A key feature of the router is its ability to dynamically direct inference requests to the most appropriate runtime environment based on the service's deployment context. For instance, when the AI service LLM prompts to propreitary models, the router channels requests to Amazon Bedrock for inference.
Conversely, when requests are made to models not available on Amazon Bedrock, the router redirects these requests to local inference infrastructure. This intelligent routing maintains system flexibility across different deployment scenarios.
Training pipeline
The training pipeline is designed with the build once and deploy anywhere philosophy, generating model artifacts that seamlessly support both Amazon Bedrock and Amazon Sagemaker deployments.

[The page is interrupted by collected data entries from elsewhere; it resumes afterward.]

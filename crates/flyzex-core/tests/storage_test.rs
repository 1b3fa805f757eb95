//! Integration tests for the guild store: lifecycle rules, persistence,
//! leaderboards, and the insights feed.

use chrono::{Duration, Utc};
use pretty_assertions::assert_eq;

use flyzex_core::application::{Answer, Application, ApplicationStatus};
use flyzex_core::storage::{Cup, ReviewOutcome, Storage, SubmitOutcome};

fn application(user_id: i64, answers: &[(&str, &str)]) -> Application {
    Application::new(
        user_id,
        Some(format!("user{user_id}")),
        format!("User {user_id}"),
        answers
            .iter()
            .map(|(q, a)| Answer {
                question: q.to_string(),
                answer: a.to_string(),
            })
            .collect(),
        Some("fa".to_string()),
    )
}

#[tokio::test]
async fn completed_flow_yields_one_pending_application() {
    let storage = Storage::in_memory();
    let app = application(
        10,
        &[("Name?", "Alice"), ("Age?", "18"), ("Region?", "EU")],
    );

    assert_eq!(storage.submit_application(app).await.unwrap(), SubmitOutcome::Accepted);

    let pending = storage.pending_applications().await;
    assert_eq!(pending.len(), 1);
    assert_eq!(
        pending[0].answers.iter().map(|a| a.answer.as_str()).collect::<Vec<_>>(),
        vec!["Alice", "18", "EU"]
    );
    assert_eq!(pending[0].status, ApplicationStatus::Pending);
}

#[tokio::test]
async fn second_submission_while_pending_is_rejected() {
    let storage = Storage::in_memory();
    storage.submit_application(application(10, &[])).await.unwrap();

    assert_eq!(
        storage.submit_application(application(10, &[])).await.unwrap(),
        SubmitOutcome::AlreadyPending
    );
    assert_eq!(storage.pending_applications().await.len(), 1);
}

#[tokio::test]
async fn approve_is_idempotent_for_side_effects() {
    let storage = Storage::in_memory();
    storage.submit_application(application(10, &[])).await.unwrap();

    let first = storage.approve(10).await.unwrap();
    assert!(matches!(first, ReviewOutcome::Updated(ref app) if app.status == ApplicationStatus::Approved));

    // The second press must not report Updated — that is what prevents a
    // duplicate invite from being sent.
    let second = storage.approve(10).await.unwrap();
    assert!(matches!(second, ReviewOutcome::NotPending(ApplicationStatus::Approved)));
}

#[tokio::test]
async fn status_transitions_never_move_backward() {
    let storage = Storage::in_memory();
    storage.submit_application(application(10, &[])).await.unwrap();
    storage.deny(10).await.unwrap();

    assert!(matches!(
        storage.approve(10).await.unwrap(),
        ReviewOutcome::NotPending(ApplicationStatus::Denied)
    ));
    assert!(matches!(
        storage.withdraw(10).await.unwrap(),
        ReviewOutcome::NotPending(ApplicationStatus::Denied)
    ));
    assert_eq!(
        storage.application(10).await.unwrap().status,
        ApplicationStatus::Denied
    );
}

#[tokio::test]
async fn review_of_unknown_user_reports_not_found() {
    let storage = Storage::in_memory();
    assert!(matches!(storage.approve(99).await.unwrap(), ReviewOutcome::NotFound));
}

#[tokio::test]
async fn withdrawal_allows_reapplication_but_decisions_do_not() {
    let storage = Storage::in_memory();

    storage.submit_application(application(10, &[])).await.unwrap();
    storage.withdraw(10).await.unwrap();
    assert_eq!(
        storage.submit_application(application(10, &[])).await.unwrap(),
        SubmitOutcome::Accepted
    );

    storage.deny(10).await.unwrap();
    assert_eq!(
        storage.submit_application(application(10, &[])).await.unwrap(),
        SubmitOutcome::AlreadyDecided(ApplicationStatus::Denied)
    );
}

#[tokio::test]
async fn document_round_trips_through_disk() {
    let dir = tempfile::tempdir().unwrap();
    let path = dir.path().join("guild.json");

    {
        let storage = Storage::open(&path).await.unwrap();
        storage.add_admin(1).await.unwrap();
        storage
            .submit_application(application(10, &[("Q", "A")]))
            .await
            .unwrap();
        storage.add_xp(-100, 10, 5).await.unwrap();
        storage
            .add_cup(-100, Cup::new("Spring Cup".into(), "1v1".into(), vec!["a".into()]))
            .await
            .unwrap();
        storage.approve(10).await.unwrap();
    }

    let reopened = Storage::open(&path).await.unwrap();
    assert!(reopened.is_admin(1).await);
    assert_eq!(
        reopened.application(10).await.unwrap().status,
        ApplicationStatus::Approved
    );
    assert_eq!(reopened.xp_leaderboard(-100, 10).await, vec![(10, 5)]);
    assert_eq!(reopened.cups(-100, 10).await[0].title, "Spring Cup");

    let report = reopened.insights().await;
    assert_eq!(report.recent_updates.len(), 1);
    assert_eq!(report.recent_updates[0].status, ApplicationStatus::Approved);
}

#[tokio::test]
async fn opening_a_missing_file_starts_empty() {
    let dir = tempfile::tempdir().unwrap();
    let storage = Storage::open(dir.path().join("absent.json")).await.unwrap();
    assert!(storage.pending_applications().await.is_empty());
}

#[tokio::test]
async fn leaderboard_is_sorted_and_limited() {
    let storage = Storage::in_memory();
    let chat = -42;
    storage.add_xp(chat, 1, 10).await.unwrap();
    storage.add_xp(chat, 2, 30).await.unwrap();
    storage.add_xp(chat, 3, 20).await.unwrap();
    storage.add_xp(chat, 4, 40).await.unwrap();
    storage.add_xp(chat, 2, 5).await.unwrap();

    let top = storage.xp_leaderboard(chat, 3).await;
    assert_eq!(top, vec![(4, 40), (2, 35), (3, 20)]);

    assert!(storage.xp_leaderboard(-1, 3).await.is_empty());
}

#[tokio::test]
async fn xp_accumulates_per_chat() {
    let storage = Storage::in_memory();
    assert_eq!(storage.add_xp(-1, 7, 5).await.unwrap(), 5);
    assert_eq!(storage.add_xp(-1, 7, 5).await.unwrap(), 10);
    assert_eq!(storage.add_xp(-2, 7, 5).await.unwrap(), 5);
}

#[tokio::test]
async fn cups_come_back_newest_first() {
    let storage = Storage::in_memory();
    let chat = -42;
    let now = Utc::now();

    for (i, title) in ["first", "second", "third"].iter().enumerate() {
        storage
            .add_cup(
                chat,
                Cup {
                    title: title.to_string(),
                    description: String::new(),
                    podium: vec!["winner".to_string()],
                    created_at: now + Duration::minutes(i as i64),
                },
            )
            .await
            .unwrap();
    }

    let cups = storage.cups(chat, 2).await;
    assert_eq!(
        cups.iter().map(|c| c.title.as_str()).collect::<Vec<_>>(),
        vec!["third", "second"]
    );
}

#[tokio::test]
async fn admin_registration_reports_duplicates() {
    let storage = Storage::in_memory();
    assert!(storage.add_admin(5).await.unwrap());
    assert!(!storage.add_admin(5).await.unwrap());
    assert_eq!(storage.list_admins().await, vec![5]);

    assert!(storage.remove_admin(5).await.unwrap());
    assert!(!storage.remove_admin(5).await.unwrap());
    assert!(!storage.is_admin(5).await);
}

#[tokio::test]
async fn insights_total_matches_status_counts() {
    let storage = Storage::in_memory();
    storage.submit_application(application(1, &[("Q", "aaaa")])).await.unwrap();
    storage.submit_application(application(2, &[("Q", "aa")])).await.unwrap();
    storage.submit_application(application(3, &[("Q", "a")])).await.unwrap();
    storage.approve(3).await.unwrap();

    let report = storage.insights().await;
    assert_eq!(report.total, report.status_counts.values().sum::<usize>());
    assert_eq!(report.pending, 2);
    assert_eq!(report.average_pending_answer_length, 3.0);
    assert_eq!(report.recent_updates[0].user_id, 3);
}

At its core, the pipeline produces optimized model weights and parameters that serve as the foundation for multiple deployment scenarios. These artifacts are packaged in formats compatible with Amazon Bedrock for cloud deployment, enabling organizations to use AWS managed services for scalable inference.
Simultaneously, the pipeline automatically containerizes the model completely with the necessary dependencies and configurations, facilitating straightforward Amazon Sagemaker AI deployment.

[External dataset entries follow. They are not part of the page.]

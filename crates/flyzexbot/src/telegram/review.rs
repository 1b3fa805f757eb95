//! Admin review callbacks: approve, deny, skip.
//!
//! The storage transition is the idempotence gate — a button pressed twice
//! finds the record already decided and no invite is resent.

use fluent_templates::fluent_bundle::FluentArgs;
use teloxide::prelude::*;
use teloxide::types::{ChatId, ParseMode};
use teloxide::utils::html;

use flyzex_core::{i18n, Application, ReviewOutcome};

use super::dm;
use super::keyboards;
use super::types::{HandlerDeps, UserInfo};
use super::Bot;

/// Parsed review callback data.
#[derive(Debug, Clone, Copy, PartialEq, Eq)]
pub enum ReviewAction {
    Approve(i64),
    Deny(i64),
    Skip,
}

impl ReviewAction {
    /// Parses `application:skip` and `application:{user_id}:{approve|deny}`.
    pub fn parse(data: &str) -> Option<Self> {
        let rest = data.strip_prefix("application:")?;
        if rest == "skip" {
            return Some(Self::Skip);
        }
        let (user_id, action) = rest.split_once(':')?;
        let user_id = user_id.parse().ok()?;
        match action {
            "approve" => Some(Self::Approve(user_id)),
            "deny" => Some(Self::Deny(user_id)),
            _ => None,
        }
    }
}

/// Routes all inline-button presses: the welcome panel's apply button and
/// the review actions. Unknown data is acknowledged and dropped.
pub async fn handle_callback(bot: Bot, q: CallbackQuery, deps: HandlerDeps) -> ResponseResult<()> {
    let Some(data) = q.data.clone() else {
        bot.answer_callback_query(q.id.clone()).await?;
        return Ok(());
    };

    if data == keyboards::APPLY_CALLBACK {
        return dm::handle_apply_callback(bot, q, deps).await;
    }
    if let Some(action) = ReviewAction::parse(&data) {
        return handle_review_action(bot, q, deps, action).await;
    }

    log::warn!("Unhandled callback data: {data}");
    bot.answer_callback_query(q.id.clone()).await?;
    Ok(())
}

async fn handle_review_action(
    bot: Bot,
    q: CallbackQuery,
    deps: HandlerDeps,
    action: ReviewAction,
) -> ResponseResult<()> {
    bot.answer_callback_query(q.id.clone()).await?;

    let Some((chat_id, message_id)) = q.message.as_ref().map(|m| (m.chat().id, m.id())) else {
        return Ok(());
    };
    let admin = UserInfo::from_user(&q.from);
    let lang = i18n::fallback_lang();

    if !deps.is_reviewer(admin.user_id).await {
        bot.edit_message_text(chat_id, message_id, i18n::t(&lang, "dm-admin-only"))
            .await?;
        return Ok(());
    }

    match action {
        ReviewAction::Skip => {
            bot.edit_message_reply_markup(chat_id, message_id)
                .reply_markup(keyboards::cleared_keyboard())
                .await?;
        }
        ReviewAction::Approve(target) => match deps.storage.approve(target).await {
            Ok(ReviewOutcome::Updated(application)) => {
                log::info!("Admin {} approved application of user {target}", admin.user_id);
                bot.edit_message_text(chat_id, message_id, i18n::t(&lang, "dm-application-approved-admin"))
                    .await?;
                notify_applicant_approved(&bot, &deps, &application).await;
            }
            Ok(ReviewOutcome::NotPending(_)) => {
                bot.edit_message_text(chat_id, message_id, i18n::t(&lang, "dm-application-processed"))
                    .await?;
            }
            Ok(ReviewOutcome::NotFound) => {
                bot.edit_message_text(chat_id, message_id, i18n::t(&lang, "dm-no-pending"))
                    .await?;
            }
            Err(err) => {
                log::error!("Approve of user {target} failed: {err}");
                bot.edit_message_text(chat_id, message_id, i18n::t(&lang, "error-generic"))
                    .await?;
            }
        },
        ReviewAction::Deny(target) => match deps.storage.deny(target).await {
            Ok(ReviewOutcome::Updated(application)) => {
                log::info!("Admin {} denied application of user {target}", admin.user_id);
                bot.edit_message_text(chat_id, message_id, i18n::t(&lang, "dm-application-denied-admin"))
                    .await?;
                notify_applicant_denied(&bot, &application).await;
            }
            Ok(ReviewOutcome::NotPending(_)) => {
                bot.edit_message_text(chat_id, message_id, i18n::t(&lang, "dm-application-processed"))
                    .await?;
            }
            Ok(ReviewOutcome::NotFound) => {
                bot.edit_message_text(chat_id, message_id, i18n::t(&lang, "dm-no-pending"))
                    .await?;
            }
            Err(err) => {
                log::error!("Deny of user {target} failed: {err}");
                bot.edit_message_text(chat_id, message_id, i18n::t(&lang, "error-generic"))
                    .await?;
            }
        },
    }
    Ok(())
}

/// Sends the invite code to an approved applicant. Delivery failures are
/// logged, not propagated — the approval itself already happened.
async fn notify_applicant_approved(bot: &Bot, deps: &HandlerDeps, application: &Application) {
    let lang = i18n::lang_for(application.language_code.as_deref());
    let mut args = FluentArgs::new();
    args.set("invite_code", html::escape(&deps.settings.intake.invite_code));
    let text = i18n::t_args(&lang, "dm-application-approved-user", &args);

    if let Err(err) = bot
        .send_message(ChatId(application.user_id), text)
        .parse_mode(ParseMode::Html)
        .await
    {
        log::error!("Failed to notify approved user {}: {err}", application.user_id);
    }
}

async fn notify_applicant_denied(bot: &Bot, application: &Application) {
    let lang = i18n::lang_for(application.language_code.as_deref());
    if let Err(err) = bot
        .send_message(ChatId(application.user_id), i18n::t(&lang, "dm-application-denied-user"))
        .await
    {
        log::error!("Failed to notify denied user {}: {err}", application.user_id);
    }
}
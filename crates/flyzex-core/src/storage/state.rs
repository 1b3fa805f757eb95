//! The serialized shape of the guild document.

use std::collections::{BTreeMap, VecDeque};

use chrono::{DateTime, Utc};
use serde::{Deserialize, Serialize};

use crate::application::{Application, ApplicationStatus};

/// How many status transitions the insights feed keeps.
pub const STATUS_LOG_CAP: usize = 20;

/// A recorded tournament with its podium.
#[derive(Debug, Clone, PartialEq, Serialize, Deserialize)]
pub struct Cup {
    pub title: String,
    pub description: String,
    /// Ranked finisher names, winner first.
    pub podium: Vec<String>,
    pub created_at: DateTime<Utc>,
}

impl Cup {
    pub fn new(title: String, description: String, podium: Vec<String>) -> Self {
        Self {
            title,
            description,
            podium,
            created_at: Utc::now(),
        }
    }
}

/// One entry of the recent status-change feed, newest kept at the front.
#[derive(Debug, Clone, PartialEq, Serialize, Deserialize)]
pub struct StatusChange {
    pub user_id: i64,
    pub full_name: String,
    pub status: ApplicationStatus,
    pub changed_at: DateTime<Utc>,
}

/// The whole persisted document. Written as one JSON file; every field
/// defaults so older documents keep loading as the shape grows.
#[derive(Debug, Default, Serialize, Deserialize)]
pub struct GuildState {
    /// User ids allowed to review applications.
    #[serde(default)]
    pub admins: Vec<i64>,
    /// Applications keyed by applicant user id (latest record per user).
    #[serde(default)]
    pub applications: BTreeMap<i64, Application>,
    /// XP scores: chat id -> user id -> score.
    #[serde(default)]
    pub xp: BTreeMap<i64, BTreeMap<i64, i64>>,
    /// Cup archive per chat, in insertion order.
    #[serde(default)]
    pub cups: BTreeMap<i64, Vec<Cup>>,
    /// Recent status transitions, newest first, capped at STATUS_LOG_CAP.
    #[serde(default)]
    pub status_log: VecDeque<StatusChange>,
}
//! Bot initialization and command definitions.

use teloxide::prelude::*;
use teloxide::utils::command::BotCommands;

/// Bot commands enum with descriptions
///
/// Commands that take arguments (`/promote`, `/demote`, `/add_cup`) are
/// routed through dedicated text filters in the schema instead, so that a
/// missing argument can be answered with a usage hint rather than being
/// swallowed by the command parser.
#[derive(BotCommands, Clone, Debug)]
#[command(rename_rule = "lowercase", description = "دستورهای ربات:")]
pub enum Command {
    #[command(description = "نمایش پنل شیشه‌ای و شروع درخواست")]
    Start,
    #[command(description = "لغو فرآیند درخواست")]
    Cancel,
    #[command(description = "پس گرفتن درخواست در انتظار")]
    Withdraw,
    #[command(description = "نمایش وضعیت درخواست شما")]
    Status,
    #[command(description = "درخواست‌های در انتظار بررسی (ادمین)")]
    Pending,
    #[command(description = "فهرست ادمین‌ها")]
    Admins,
    #[command(description = "جدول تجربه گروه")]
    Xp,
    #[command(description = "جدول جام‌های گیلد")]
    Cups,
}

/// Creates a Bot instance from the resolved token.
pub fn create_bot(token: &str) -> Bot {
    Bot::new(token)
}

/// Sets up bot commands in the Telegram UI.
pub async fn setup_bot_commands(bot: &Bot) -> Result<(), teloxide::RequestError> {
    use teloxide::types::BotCommand;

    bot.set_my_commands(vec![
        BotCommand::new("start", "نمایش پنل شیشه‌ای و شروع درخواست"),
        BotCommand::new("cancel", "لغو فرآیند درخواست"),
        BotCommand::new("withdraw", "پس گرفتن درخواست در انتظار"),
        BotCommand::new("status", "نمایش وضعیت درخواست شما"),
        BotCommand::new("pending", "درخواست‌های در انتظار بررسی (ادمین)"),
        BotCommand::new("admins", "فهرست ادمین‌ها"),
        BotCommand::new("xp", "جدول تجربه گروه"),
        BotCommand::new("cups", "جدول جام‌های گیلد"),
    ])
    .await?;

    Ok(())
}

This dual-output approach creates consistency across deployment environments while reducing the need for environment-specific model training or manual intervention, streamlining the transition from training to production regardless of the target infrastructure.
Responsible AI: Guardrails for security and privacy
Embed controls throughout the architecture to address compliance, privacy, and security concerns. The AI service registries and policies help enforce applicable guardrails so that authorization, data handling, legal, security, privacy, and compliance requirements can be addressed.

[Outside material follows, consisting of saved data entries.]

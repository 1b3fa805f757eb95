//! Logger initialization (console + optional file).
//!
//! Handlers log through the `log` macros; `tracing-log` bridges them into
//! the tracing subscriber so one init covers both ecosystems.

use std::sync::Arc;

use anyhow::Result;
use tracing_subscriber::layer::SubscriberExt;
use tracing_subscriber::{fmt, EnvFilter, Registry};

use flyzex_core::config::LoggingSettings;

/// Initialize the global logger from settings.
///
/// `RUST_LOG` wins over the configured level when set, so a debugging run
/// never needs a config edit.
pub fn init_logger(settings: &LoggingSettings) -> Result<()> {
    tracing_log::LogTracer::init()?;

    let filter = EnvFilter::try_from_default_env().unwrap_or_else(|_| EnvFilter::new(&settings.level));
    let registry = Registry::default().with(filter).with(fmt::layer());

    match &settings.file {
        Some(path) => {
            let file = std::fs::File::create(path)?;
            let with_file = registry.with(fmt::layer().with_ansi(false).with_writer(Arc::new(file)));
            tracing::subscriber::set_global_default(with_file)?;
        }
        None => tracing::subscriber::set_global_default(registry)?,
    }

    Ok(())
}
//! Localized texts for the bot and the dashboard API.
//!
//! Persian is the guild's language and the fallback; English exists for
//! applicants whose Telegram client reports it.

use std::collections::HashMap;

use fluent_templates::{
    fluent_bundle::{FluentArgs, FluentValue},
    static_loader, Loader,
};
use once_cell::sync::Lazy;
use unic_langid::LanguageIdentifier;

static_loader! {
    static LOCALES = {
        locales: "./locales",
        fallback_language: "fa",
    };
}

/// Supported languages (code, human-readable name).
pub static SUPPORTED_LANGS: &[(&str, &str)] = &[("fa", "فارسی"), ("en", "English")];

/// Default language identifier used as a fallback.
static DEFAULT_LANG: Lazy<LanguageIdentifier> = Lazy::new(|| "fa".parse().unwrap());

/// The guild's own language (admin notifications, dashboard errors).
pub fn fallback_lang() -> LanguageIdentifier {
    DEFAULT_LANG.clone()
}

/// Normalizes a language code into a LanguageIdentifier (falls back to default).
pub fn lang_from_code(code: &str) -> LanguageIdentifier {
    let normalized = code.split('-').next().unwrap_or(code).to_lowercase();
    match is_language_supported(&normalized) {
        Some(supported) => supported.parse().unwrap_or_else(|_| DEFAULT_LANG.clone()),
        None => DEFAULT_LANG.clone(),
    }
}

/// Resolves the language for a user from the Telegram language code.
pub fn lang_for(telegram_lang_code: Option<&str>) -> LanguageIdentifier {
    telegram_lang_code
        .map(lang_from_code)
        .unwrap_or_else(|| DEFAULT_LANG.clone())
}

/// Checks if a language code is supported by the bot.
/// Returns the normalized language code if supported, None otherwise.
pub fn is_language_supported(code: &str) -> Option<&'static str> {
    let normalized = code.split('-').next().unwrap_or(code).to_lowercase();
    SUPPORTED_LANGS
        .iter()
        .find(|(c, _)| c.eq_ignore_ascii_case(&normalized))
        .map(|(c, _)| *c)
}

/// Returns a localized string for the given key.
/// Converts literal `\n` sequences to actual newlines for proper Telegram formatting.
pub fn t(lang: &LanguageIdentifier, key: &str) -> String {
    let text = LOCALES
        .lookup(lang, key)
        .unwrap_or_else(|| LOCALES.lookup(&DEFAULT_LANG, key).unwrap_or_else(|| key.to_string()));
    text.replace("\\n", "\n")
}

/// Returns a localized string with arguments for interpolation.
/// Converts literal `\n` sequences to actual newlines for proper Telegram formatting.
pub fn t_args(lang: &LanguageIdentifier, key: &str, args: &FluentArgs) -> String {
    let args_map: HashMap<String, FluentValue> = args.iter().map(|(k, v)| (k.to_string(), v.clone())).collect();

    let text = LOCALES.lookup_with_args(lang, key, &args_map).unwrap_or_else(|| {
        LOCALES
            .lookup_with_args(&DEFAULT_LANG, key, &args_map)
            .unwrap_or_else(|| key.to_string())
    });
    text.replace("\\n", "\n")
}

#[cfg(test)]
mod tests {
    use super::*;

    #[test]
    fn loads_known_translation() {
        let fa = lang_from_code("fa");
        let en = lang_from_code("en");

        assert_eq!(t(&fa, "group-no-data"), "هنوز داده‌ای ثبت نشده است.");
        assert_eq!(t(&en, "group-no-data"), "Nothing recorded yet.");
    }

    #[test]
    fn unknown_codes_fall_back_to_persian() {
        let lang = lang_from_code("zz");
        assert_eq!(t(&lang, "group-no-data"), "هنوز داده‌ای ثبت نشده است.");
    }

    #[test]
    fn converts_newlines() {
        let fa = fallback_lang();
        let text = t(&fa, "dm-welcome");
        assert!(text.contains('\n'));
        assert!(!text.contains("\\n"));
    }

    #[test]
    fn interpolates_arguments() {
        let fa = fallback_lang();
        let mut args = FluentArgs::new();
        args.set("user_id", 4242);
        let text = t_args(&fa, "dm-admin-added", &args);
        assert!(text.contains("4242"));
    }

    #[test]
    fn normalizes_regional_codes() {
        assert_eq!(is_language_supported("en-US"), Some("en"));
        assert_eq!(is_language_supported("fa-IR"), Some("fa"));
        assert_eq!(is_language_supported("de"), None);
    }
}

To solve for the wide range of applications developed using the AI service, we need an extensible and configurable framework to embed applicable controls reducing redundant work, accelerating development and maintaining consistency with an enterprise's responsible AI practices.
Additionally, policies should address ethical considerations such as bias detection, fairness metrics, and transparency in model decisions.
Domain-adapted custom LLMs
The strategy is to use the best LLMs to meet the needs of your use cases. This includes domain-adapted LLMs built on top of LLMs such as Llama and Nova, which are custom trained on your domain-specific data and specialize in solving customer specific usecases.
These custom LLMs help overcome the limitations of commercial or open-source LLMs, providing increased ability for your teams to manage a variety of issues, including accuracy, cost, and latency issues.
Inference
The AI service's inference component implements a unified abstraction layer which provides a standardized interface for model invocation across Amazon Bedrock, Amazon Sagemaker AI, and Amazon EC2 deployment. This abstraction provides consistent interaction patterns whether accessing models hosted on Amazon Bedrock, deployed on Amazon SageMaker AI, or running in self-hosted Amazon EC2 infrastructure.
By normalizing the inference interface, developers can seamlessly switch between different model deployments without modifying their application code, while maintaining consistent request and response patterns. This architectural approach simplifies integration efforts, promotes code reusability, and provides flexibility in model deployment choices while abstracting away the underlying complexity of different hosting environments and their specific implementation details.
Policies
Security policies for AI development require a comprehensive framework that addresses multiple layers of protection throughout the AI lifecycle. Organizations must implement strict access controls and authentication mechanisms to protect sensitive training data, model artifacts, and deployment environments, often using principles of least privilege and role-based access control (RBAC).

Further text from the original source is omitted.